▶ _Aim of the task_
Return the data that follows, keeping every word and mark unchanged.

[Saved entries]
########################################
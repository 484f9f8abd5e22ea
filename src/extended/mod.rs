//! Extended-precision arithmetic.
//!
//! - [`dd`]: double-double values with scaled powers for extreme ranges
//! - [`wide`]: full-width integer products and a 192-bit accumulator

pub mod dd;
pub mod wide;

pub use dd::{scalb, Accuracy, DD};
pub use wide::{mul_high, mul_wide, UInt192};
########################################
▶ _Expected output_
repository 484f9f8abd5e22ea
filename src/extended/mod.rs
//! Extended-precision arithmetic.
//!
//! - [`dd`]: double-double values with scaled powers for extreme ranges
//! - [`wide`]: full-width integer products and a 192-bit accumulator

pub mod dd;
pub mod wide;

pub use dd::{scalb, Accuracy, DD};
pub use wide::{mul_high, mul_wide, UInt192};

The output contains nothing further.